*Exercise objective*: What is the number of lines in the data below that contain "trimmed"? Answer with that number and no other words.

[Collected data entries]

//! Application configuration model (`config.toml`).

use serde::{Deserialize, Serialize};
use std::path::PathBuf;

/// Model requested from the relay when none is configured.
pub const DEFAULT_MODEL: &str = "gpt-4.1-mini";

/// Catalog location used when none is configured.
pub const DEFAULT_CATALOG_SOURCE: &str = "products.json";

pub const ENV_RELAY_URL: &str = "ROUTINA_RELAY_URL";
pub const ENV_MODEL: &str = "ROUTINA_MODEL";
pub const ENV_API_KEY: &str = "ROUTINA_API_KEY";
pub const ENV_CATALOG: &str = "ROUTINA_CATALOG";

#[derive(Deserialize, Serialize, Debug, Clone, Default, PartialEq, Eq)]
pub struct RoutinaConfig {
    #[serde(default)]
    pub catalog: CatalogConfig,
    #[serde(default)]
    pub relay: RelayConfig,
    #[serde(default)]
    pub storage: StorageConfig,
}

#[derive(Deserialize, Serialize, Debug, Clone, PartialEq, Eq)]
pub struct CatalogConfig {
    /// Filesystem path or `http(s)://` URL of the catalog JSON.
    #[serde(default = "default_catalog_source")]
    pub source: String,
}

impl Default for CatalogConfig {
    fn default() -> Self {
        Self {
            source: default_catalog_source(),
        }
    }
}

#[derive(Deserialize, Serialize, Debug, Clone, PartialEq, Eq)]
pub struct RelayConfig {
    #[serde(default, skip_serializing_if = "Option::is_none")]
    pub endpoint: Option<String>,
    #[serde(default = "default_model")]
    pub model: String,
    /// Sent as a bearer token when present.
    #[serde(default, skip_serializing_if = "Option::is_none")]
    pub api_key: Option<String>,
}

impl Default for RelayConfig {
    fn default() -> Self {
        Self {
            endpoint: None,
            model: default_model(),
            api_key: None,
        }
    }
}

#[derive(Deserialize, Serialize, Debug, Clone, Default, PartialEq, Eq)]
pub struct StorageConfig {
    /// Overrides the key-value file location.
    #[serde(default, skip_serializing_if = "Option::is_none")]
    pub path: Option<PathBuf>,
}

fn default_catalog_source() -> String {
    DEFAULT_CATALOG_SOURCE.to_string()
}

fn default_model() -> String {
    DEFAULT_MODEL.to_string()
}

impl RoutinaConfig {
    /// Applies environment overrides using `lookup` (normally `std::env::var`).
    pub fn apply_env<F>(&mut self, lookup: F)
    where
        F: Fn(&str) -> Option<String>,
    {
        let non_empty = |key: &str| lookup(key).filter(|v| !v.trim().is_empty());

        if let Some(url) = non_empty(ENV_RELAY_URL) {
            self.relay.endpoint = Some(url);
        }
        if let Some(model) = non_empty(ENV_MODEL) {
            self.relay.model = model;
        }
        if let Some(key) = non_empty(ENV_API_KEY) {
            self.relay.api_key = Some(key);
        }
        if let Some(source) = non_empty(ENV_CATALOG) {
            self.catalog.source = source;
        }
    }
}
--
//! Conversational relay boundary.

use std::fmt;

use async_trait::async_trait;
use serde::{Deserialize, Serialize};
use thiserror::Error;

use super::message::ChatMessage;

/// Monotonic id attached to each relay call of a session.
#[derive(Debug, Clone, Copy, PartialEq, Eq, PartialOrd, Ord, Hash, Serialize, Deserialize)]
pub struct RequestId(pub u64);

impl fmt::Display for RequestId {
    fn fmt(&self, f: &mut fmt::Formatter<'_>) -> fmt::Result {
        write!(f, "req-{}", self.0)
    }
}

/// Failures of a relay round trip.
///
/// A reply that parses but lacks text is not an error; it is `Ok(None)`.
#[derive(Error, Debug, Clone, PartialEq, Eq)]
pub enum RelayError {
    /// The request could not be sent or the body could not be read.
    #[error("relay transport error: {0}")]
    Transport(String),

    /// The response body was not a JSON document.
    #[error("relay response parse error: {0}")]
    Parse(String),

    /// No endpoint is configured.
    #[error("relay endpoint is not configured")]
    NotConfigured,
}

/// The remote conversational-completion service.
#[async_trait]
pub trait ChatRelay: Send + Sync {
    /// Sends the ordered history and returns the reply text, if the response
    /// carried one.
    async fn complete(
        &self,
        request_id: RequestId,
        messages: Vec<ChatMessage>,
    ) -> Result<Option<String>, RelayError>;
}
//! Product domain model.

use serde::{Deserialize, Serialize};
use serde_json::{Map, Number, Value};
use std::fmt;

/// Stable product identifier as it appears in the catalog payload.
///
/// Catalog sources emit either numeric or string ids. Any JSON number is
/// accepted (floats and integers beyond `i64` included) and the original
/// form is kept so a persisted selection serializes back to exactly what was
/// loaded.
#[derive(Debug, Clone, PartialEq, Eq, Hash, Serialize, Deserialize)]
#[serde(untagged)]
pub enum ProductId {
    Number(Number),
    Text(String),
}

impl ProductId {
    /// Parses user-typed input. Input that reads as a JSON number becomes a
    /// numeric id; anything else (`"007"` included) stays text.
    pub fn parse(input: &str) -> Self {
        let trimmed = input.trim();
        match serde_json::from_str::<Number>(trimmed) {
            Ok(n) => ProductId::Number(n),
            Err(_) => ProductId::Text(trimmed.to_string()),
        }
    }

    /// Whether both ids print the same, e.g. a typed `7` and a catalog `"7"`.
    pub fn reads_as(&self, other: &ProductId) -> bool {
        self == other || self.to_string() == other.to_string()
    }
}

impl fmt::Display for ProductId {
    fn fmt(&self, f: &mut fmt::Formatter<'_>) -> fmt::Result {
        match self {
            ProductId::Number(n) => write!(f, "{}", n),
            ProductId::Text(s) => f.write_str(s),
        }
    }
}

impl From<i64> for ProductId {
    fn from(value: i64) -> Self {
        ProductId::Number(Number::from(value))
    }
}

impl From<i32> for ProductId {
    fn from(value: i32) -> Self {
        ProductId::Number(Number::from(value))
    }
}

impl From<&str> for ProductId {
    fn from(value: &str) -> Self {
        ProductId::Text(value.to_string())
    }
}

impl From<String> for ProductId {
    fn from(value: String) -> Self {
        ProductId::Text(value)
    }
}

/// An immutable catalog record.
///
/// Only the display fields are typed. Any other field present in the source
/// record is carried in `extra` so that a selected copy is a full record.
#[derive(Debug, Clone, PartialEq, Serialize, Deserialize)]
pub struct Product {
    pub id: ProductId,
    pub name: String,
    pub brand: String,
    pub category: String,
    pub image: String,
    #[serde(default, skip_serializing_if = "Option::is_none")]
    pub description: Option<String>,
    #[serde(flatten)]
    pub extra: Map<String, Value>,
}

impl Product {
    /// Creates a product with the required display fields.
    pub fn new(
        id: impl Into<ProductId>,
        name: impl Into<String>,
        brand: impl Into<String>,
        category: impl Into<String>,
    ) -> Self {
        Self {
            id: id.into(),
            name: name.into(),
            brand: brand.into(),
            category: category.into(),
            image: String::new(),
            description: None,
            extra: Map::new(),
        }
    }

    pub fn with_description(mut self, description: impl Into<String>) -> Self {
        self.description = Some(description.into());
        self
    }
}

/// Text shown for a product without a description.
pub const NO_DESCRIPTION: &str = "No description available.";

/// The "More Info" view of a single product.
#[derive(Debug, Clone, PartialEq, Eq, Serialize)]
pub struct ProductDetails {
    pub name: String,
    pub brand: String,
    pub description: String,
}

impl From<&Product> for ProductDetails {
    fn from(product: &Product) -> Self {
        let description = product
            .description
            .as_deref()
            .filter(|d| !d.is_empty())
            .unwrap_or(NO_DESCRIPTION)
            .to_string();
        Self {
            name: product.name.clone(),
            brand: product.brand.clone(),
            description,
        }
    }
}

*Answer section*: 3